■ Exercise directions ■
All lines holding the word "resubmitted" are to be copied from the records beneath.

■ Records to process ■
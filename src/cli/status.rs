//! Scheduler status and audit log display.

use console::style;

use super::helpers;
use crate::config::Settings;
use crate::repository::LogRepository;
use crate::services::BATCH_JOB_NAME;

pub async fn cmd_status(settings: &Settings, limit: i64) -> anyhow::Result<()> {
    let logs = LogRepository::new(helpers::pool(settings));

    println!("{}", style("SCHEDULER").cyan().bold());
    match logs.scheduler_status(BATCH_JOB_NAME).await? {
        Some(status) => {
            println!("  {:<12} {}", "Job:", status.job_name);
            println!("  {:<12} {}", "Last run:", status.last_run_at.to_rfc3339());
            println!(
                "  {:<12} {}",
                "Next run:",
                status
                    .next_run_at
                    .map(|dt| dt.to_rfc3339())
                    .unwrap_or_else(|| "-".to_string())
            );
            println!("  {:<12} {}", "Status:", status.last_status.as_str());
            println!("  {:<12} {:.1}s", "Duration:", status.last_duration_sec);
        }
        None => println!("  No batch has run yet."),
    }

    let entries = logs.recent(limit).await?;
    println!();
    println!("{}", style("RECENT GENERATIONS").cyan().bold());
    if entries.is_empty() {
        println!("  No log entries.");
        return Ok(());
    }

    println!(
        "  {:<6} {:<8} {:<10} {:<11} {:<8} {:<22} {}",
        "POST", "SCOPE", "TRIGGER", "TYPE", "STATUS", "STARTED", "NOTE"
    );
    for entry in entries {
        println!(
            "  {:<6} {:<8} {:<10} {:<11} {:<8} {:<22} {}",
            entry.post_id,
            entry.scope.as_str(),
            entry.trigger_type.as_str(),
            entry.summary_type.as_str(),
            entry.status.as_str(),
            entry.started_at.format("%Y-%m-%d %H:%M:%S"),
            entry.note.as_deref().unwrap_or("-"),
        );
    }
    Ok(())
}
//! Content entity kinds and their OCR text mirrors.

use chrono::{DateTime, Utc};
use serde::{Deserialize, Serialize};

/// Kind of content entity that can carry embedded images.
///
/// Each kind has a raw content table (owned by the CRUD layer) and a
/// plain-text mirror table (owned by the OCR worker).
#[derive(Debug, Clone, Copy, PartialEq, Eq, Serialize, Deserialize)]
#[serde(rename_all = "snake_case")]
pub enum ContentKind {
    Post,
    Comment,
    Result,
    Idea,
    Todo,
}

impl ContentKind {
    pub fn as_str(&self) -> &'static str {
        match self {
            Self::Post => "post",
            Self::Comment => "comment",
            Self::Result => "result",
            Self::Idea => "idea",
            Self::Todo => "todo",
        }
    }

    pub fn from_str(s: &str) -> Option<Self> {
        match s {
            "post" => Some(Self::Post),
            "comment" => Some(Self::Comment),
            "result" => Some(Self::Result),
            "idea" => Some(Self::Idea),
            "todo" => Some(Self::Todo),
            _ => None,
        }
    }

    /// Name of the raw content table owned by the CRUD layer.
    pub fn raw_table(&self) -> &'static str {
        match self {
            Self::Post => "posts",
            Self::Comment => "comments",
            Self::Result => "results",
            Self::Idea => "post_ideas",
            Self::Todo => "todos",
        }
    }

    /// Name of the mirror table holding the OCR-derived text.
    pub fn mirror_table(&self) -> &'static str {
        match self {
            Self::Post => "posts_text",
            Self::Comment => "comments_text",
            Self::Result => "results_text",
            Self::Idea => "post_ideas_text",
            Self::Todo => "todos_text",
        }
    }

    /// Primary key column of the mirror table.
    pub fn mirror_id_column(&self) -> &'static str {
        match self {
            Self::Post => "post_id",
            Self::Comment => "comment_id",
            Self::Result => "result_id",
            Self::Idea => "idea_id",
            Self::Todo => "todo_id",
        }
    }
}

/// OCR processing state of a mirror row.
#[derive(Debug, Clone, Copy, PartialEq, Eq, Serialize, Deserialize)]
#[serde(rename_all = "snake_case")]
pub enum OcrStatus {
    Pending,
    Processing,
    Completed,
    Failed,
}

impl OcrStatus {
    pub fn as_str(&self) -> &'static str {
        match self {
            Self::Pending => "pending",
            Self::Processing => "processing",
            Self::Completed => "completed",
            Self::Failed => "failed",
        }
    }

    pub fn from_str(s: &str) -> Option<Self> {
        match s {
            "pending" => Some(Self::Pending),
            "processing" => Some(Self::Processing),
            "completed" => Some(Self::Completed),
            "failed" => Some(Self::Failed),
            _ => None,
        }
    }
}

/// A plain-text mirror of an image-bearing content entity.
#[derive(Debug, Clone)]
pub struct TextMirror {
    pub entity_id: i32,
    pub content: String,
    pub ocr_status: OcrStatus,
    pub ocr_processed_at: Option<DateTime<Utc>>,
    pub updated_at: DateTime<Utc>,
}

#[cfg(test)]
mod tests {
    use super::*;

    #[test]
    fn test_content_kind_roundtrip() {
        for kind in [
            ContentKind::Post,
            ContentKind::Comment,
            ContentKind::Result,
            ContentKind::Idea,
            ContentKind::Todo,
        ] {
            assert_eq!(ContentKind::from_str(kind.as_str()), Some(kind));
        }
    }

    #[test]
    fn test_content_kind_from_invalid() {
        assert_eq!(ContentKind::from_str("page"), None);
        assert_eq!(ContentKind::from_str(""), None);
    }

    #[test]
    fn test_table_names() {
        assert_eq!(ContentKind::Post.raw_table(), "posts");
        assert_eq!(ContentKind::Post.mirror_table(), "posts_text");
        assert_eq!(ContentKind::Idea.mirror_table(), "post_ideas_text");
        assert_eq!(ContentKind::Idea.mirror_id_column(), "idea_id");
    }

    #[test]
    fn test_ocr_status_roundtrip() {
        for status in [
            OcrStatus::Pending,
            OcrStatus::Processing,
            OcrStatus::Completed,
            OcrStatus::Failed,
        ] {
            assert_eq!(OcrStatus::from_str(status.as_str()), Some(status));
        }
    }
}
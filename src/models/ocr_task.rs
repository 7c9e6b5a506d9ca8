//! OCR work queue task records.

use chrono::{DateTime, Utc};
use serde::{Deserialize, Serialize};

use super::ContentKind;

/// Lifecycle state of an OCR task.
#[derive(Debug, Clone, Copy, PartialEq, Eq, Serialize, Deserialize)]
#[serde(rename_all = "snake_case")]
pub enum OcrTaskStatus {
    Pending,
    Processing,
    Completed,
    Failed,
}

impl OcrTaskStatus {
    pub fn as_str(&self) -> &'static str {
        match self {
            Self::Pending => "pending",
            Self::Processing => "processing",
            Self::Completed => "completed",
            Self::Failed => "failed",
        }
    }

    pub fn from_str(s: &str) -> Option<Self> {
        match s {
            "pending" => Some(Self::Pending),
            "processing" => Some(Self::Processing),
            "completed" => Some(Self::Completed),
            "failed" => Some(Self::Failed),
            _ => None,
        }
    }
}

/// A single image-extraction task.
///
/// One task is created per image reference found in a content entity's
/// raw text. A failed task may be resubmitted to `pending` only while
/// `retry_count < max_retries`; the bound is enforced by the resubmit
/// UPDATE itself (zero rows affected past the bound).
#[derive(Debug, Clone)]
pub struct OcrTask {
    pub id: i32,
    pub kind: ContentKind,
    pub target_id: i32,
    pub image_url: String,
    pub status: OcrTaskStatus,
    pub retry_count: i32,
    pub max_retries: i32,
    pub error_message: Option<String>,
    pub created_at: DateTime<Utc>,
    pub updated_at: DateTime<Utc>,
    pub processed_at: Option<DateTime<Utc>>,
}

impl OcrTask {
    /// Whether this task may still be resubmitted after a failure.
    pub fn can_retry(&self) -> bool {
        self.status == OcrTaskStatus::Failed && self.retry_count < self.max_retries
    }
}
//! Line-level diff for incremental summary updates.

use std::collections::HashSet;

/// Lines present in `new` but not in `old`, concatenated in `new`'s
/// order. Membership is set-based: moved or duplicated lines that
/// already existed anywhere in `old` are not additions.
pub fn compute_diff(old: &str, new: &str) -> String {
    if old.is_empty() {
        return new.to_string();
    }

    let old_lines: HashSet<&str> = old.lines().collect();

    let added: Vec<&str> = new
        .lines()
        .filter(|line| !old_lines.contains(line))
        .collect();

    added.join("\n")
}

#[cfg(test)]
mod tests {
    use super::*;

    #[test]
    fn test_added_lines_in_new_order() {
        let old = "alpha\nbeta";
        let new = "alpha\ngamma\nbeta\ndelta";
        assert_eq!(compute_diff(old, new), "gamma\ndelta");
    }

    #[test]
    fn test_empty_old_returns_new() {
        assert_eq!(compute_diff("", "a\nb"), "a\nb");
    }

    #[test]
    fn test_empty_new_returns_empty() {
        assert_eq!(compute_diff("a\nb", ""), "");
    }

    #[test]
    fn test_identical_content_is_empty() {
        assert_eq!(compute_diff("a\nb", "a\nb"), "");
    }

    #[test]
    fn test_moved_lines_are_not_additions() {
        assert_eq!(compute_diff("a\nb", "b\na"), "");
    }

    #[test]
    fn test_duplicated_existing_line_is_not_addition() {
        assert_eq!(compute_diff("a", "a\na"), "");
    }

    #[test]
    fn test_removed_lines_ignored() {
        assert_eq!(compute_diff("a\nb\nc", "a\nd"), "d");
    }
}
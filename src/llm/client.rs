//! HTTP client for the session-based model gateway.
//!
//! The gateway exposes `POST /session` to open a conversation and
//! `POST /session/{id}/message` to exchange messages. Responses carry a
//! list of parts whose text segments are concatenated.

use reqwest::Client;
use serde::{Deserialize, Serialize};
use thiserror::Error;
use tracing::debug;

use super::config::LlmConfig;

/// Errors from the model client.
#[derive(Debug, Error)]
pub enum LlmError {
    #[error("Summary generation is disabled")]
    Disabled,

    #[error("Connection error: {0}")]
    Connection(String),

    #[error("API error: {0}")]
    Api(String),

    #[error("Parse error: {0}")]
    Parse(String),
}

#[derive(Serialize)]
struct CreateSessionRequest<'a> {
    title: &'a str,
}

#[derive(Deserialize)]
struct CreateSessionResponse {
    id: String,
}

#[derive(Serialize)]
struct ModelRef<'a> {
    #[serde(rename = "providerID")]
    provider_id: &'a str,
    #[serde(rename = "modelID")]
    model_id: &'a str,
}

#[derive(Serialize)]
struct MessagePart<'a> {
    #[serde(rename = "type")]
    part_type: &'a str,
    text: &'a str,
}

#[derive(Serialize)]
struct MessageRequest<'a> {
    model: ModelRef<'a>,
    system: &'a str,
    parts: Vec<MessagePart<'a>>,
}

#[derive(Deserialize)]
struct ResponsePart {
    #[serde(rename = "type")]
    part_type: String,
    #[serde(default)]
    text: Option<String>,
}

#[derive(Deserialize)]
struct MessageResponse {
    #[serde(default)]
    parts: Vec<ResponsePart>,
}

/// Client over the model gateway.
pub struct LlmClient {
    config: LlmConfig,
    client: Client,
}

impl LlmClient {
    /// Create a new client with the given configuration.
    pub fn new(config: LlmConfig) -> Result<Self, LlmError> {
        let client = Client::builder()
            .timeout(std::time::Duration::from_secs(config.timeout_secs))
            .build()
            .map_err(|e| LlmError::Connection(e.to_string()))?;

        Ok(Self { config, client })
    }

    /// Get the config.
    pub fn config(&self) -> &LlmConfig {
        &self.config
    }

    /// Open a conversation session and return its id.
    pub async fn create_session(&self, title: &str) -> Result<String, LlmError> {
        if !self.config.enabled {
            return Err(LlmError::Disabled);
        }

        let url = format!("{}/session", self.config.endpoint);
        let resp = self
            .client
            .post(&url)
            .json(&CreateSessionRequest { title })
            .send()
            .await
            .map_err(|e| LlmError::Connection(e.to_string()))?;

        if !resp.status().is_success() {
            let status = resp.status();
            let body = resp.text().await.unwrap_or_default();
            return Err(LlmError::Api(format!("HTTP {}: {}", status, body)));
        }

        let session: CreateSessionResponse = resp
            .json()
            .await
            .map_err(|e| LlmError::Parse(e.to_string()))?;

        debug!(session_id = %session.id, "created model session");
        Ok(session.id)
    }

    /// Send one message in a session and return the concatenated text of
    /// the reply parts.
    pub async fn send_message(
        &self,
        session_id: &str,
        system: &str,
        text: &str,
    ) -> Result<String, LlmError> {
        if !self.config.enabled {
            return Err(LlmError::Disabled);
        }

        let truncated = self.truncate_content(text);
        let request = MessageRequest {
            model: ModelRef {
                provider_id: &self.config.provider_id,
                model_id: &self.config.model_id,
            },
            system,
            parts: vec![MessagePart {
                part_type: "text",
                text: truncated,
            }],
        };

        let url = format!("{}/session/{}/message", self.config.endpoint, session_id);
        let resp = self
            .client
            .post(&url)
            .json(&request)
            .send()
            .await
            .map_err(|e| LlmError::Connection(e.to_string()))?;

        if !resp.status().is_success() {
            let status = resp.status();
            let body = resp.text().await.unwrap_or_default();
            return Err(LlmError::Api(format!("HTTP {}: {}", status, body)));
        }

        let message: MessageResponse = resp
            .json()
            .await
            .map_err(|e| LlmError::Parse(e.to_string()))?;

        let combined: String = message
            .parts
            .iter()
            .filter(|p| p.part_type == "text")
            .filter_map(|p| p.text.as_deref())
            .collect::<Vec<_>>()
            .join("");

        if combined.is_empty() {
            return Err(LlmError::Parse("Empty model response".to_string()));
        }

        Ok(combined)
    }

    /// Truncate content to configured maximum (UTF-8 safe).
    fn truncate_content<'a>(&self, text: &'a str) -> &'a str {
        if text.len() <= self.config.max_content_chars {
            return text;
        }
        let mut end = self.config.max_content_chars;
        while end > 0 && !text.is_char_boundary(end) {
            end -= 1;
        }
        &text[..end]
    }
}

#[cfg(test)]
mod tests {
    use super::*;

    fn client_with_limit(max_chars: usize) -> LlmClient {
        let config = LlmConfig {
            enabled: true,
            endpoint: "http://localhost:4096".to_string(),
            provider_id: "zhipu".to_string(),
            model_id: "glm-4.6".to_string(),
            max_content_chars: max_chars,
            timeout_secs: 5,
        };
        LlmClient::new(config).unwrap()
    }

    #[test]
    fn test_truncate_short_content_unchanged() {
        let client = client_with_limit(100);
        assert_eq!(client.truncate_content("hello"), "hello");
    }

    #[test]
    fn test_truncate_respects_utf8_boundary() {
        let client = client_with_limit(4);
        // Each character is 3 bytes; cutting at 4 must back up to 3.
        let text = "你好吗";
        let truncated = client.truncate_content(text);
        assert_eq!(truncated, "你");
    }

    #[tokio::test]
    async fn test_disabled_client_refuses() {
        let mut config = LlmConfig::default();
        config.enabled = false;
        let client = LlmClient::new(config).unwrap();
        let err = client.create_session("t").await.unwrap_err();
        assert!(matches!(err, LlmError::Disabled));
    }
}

■ Exercise result ■
/// raw text. A failed task may be resubmitted to `pending` only while
    /// Whether this task may still be resubmitted after a failure.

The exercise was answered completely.